(Material for the task)

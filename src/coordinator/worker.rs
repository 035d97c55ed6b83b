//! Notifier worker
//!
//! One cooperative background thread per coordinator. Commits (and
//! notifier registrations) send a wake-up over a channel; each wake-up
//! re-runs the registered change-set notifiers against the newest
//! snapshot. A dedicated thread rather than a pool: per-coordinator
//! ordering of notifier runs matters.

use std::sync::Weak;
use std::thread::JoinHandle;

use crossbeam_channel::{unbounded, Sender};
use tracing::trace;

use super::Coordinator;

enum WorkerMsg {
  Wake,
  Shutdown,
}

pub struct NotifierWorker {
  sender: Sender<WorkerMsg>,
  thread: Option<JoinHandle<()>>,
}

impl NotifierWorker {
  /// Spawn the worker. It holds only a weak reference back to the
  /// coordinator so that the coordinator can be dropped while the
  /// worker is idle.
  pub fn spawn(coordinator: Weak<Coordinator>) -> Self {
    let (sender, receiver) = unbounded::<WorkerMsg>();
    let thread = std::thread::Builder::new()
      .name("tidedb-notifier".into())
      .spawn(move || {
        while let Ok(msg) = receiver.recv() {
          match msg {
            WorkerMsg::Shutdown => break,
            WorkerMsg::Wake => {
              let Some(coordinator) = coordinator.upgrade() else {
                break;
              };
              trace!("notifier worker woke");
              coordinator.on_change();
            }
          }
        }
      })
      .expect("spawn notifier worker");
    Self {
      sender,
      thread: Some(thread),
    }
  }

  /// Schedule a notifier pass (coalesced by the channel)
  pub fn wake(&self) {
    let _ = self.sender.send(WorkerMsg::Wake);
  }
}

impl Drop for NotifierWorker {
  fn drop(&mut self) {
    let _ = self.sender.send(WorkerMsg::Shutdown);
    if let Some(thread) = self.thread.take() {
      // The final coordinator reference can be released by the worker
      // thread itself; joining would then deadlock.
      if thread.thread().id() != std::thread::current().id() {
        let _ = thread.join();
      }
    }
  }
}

(End Material for the task)
(Material for the task)

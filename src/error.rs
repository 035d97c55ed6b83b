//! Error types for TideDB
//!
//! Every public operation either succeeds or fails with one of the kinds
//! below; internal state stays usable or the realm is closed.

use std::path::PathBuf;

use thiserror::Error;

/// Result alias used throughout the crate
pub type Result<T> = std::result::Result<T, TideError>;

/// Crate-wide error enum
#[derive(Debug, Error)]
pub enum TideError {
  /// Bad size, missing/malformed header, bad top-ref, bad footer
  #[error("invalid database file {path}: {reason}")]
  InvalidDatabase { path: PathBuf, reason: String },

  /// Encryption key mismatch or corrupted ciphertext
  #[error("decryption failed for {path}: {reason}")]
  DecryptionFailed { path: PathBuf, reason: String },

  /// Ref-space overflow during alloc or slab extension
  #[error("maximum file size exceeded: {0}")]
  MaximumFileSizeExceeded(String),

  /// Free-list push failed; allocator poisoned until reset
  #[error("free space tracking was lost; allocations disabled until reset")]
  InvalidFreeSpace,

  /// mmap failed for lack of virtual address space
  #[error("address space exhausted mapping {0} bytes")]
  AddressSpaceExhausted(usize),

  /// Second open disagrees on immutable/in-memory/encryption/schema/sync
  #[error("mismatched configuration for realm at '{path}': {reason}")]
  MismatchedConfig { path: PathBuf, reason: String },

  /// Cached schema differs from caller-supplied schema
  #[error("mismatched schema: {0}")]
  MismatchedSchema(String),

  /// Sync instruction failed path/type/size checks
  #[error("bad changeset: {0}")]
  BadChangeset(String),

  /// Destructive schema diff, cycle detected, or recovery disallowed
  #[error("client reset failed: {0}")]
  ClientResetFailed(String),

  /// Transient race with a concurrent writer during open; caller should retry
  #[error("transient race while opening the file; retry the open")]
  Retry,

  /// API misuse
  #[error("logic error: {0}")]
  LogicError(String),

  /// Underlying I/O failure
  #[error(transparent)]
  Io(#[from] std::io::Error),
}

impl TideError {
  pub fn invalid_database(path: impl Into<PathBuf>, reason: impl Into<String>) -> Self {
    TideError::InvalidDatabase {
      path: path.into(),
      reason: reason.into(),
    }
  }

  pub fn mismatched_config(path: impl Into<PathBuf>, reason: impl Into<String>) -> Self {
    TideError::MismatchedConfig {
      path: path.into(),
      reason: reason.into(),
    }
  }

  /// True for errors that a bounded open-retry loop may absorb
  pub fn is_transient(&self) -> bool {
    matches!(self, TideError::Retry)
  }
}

(End Material for the task)

§ **Assignment**
Output the material above exactly, but only from the line that carries "filename src/coordinator/worker.rs" through the line that carries "against the newest".

§ **Answer section**
filename src/coordinator/worker.rs
repository 035d97c55ed6b83b
//! Notifier worker
//!
//! One cooperative background thread per coordinator. Commits (and
//! notifier registrations) send a wake-up over a channel; each wake-up
//! re-runs the registered change-set notifiers against the newest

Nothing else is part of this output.